EXERCISE INPUTS:
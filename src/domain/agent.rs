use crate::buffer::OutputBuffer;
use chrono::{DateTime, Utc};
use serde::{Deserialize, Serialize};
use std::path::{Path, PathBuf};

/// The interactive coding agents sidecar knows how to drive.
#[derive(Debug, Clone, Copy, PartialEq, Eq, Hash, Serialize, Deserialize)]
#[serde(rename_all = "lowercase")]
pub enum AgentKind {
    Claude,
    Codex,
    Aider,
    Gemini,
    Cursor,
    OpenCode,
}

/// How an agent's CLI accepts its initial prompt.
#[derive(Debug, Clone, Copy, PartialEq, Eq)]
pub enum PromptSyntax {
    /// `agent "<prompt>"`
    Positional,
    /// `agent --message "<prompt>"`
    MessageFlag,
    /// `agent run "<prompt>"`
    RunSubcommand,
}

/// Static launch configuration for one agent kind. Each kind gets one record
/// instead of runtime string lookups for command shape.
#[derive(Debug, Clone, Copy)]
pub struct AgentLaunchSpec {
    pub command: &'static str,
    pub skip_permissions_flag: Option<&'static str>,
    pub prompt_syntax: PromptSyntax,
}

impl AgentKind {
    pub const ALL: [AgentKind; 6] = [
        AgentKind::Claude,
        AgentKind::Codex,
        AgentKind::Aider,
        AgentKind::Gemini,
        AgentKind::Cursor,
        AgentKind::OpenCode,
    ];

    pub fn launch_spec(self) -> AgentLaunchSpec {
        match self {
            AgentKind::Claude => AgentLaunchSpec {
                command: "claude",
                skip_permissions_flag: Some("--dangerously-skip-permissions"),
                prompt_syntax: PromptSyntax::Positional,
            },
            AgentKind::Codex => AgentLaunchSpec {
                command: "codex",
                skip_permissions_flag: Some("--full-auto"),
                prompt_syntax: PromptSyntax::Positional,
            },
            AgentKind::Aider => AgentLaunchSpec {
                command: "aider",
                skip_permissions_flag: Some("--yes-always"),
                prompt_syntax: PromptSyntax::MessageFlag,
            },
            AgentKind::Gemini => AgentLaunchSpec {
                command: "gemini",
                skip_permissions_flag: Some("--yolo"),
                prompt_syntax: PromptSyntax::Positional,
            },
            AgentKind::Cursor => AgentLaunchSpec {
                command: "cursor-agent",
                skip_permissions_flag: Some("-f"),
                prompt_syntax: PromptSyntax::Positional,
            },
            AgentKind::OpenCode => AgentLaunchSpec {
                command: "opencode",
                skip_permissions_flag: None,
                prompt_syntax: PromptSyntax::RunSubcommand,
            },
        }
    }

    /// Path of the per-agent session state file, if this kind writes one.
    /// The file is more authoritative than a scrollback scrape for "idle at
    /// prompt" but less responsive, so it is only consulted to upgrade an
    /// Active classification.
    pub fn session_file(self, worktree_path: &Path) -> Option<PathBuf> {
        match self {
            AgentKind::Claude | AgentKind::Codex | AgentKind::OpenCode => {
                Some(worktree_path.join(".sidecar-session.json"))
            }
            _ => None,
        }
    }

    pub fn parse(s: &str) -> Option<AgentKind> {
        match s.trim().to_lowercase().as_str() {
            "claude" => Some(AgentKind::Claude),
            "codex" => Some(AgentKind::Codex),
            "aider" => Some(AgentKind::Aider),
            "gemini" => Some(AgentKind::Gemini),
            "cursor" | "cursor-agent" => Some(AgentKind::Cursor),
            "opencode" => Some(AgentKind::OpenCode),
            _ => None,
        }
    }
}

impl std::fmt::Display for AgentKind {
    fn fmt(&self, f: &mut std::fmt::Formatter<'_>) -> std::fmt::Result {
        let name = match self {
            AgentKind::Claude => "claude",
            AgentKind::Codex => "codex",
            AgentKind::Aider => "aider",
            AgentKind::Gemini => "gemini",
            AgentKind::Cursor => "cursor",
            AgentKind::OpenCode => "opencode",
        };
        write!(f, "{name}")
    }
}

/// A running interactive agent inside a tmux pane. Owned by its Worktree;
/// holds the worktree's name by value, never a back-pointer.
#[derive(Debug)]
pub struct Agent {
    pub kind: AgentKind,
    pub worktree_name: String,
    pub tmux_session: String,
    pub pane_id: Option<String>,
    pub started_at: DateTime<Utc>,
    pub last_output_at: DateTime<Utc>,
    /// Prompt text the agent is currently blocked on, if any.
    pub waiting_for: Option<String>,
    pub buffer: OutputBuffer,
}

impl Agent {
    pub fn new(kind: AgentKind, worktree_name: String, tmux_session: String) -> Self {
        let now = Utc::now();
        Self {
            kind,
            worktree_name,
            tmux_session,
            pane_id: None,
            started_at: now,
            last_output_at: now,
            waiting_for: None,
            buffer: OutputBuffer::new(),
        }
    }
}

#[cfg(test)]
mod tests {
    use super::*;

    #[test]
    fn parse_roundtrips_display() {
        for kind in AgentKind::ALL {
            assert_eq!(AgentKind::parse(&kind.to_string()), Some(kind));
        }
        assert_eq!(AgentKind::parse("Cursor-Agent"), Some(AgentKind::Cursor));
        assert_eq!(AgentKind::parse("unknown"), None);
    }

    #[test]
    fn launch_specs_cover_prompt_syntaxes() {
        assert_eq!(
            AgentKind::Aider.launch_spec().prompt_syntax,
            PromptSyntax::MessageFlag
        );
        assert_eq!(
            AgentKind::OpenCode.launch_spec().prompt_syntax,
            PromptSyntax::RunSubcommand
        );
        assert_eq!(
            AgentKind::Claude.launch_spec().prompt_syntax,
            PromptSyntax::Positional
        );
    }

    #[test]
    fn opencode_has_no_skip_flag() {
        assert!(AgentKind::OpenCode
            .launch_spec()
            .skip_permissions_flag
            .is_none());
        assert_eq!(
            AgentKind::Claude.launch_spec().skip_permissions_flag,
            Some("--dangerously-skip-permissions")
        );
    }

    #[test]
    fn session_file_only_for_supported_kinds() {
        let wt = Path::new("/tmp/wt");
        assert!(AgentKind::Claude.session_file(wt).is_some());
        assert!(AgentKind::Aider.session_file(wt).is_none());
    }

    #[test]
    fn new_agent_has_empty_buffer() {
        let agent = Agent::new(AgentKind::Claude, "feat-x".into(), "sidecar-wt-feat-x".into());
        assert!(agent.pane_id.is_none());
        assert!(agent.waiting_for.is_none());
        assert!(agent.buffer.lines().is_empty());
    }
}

HOW TO COMPLETE THIS TASK:
Give the number of lines in the data that contain the word "PathBuf", and add no other text.

ANSWER SPACE:
2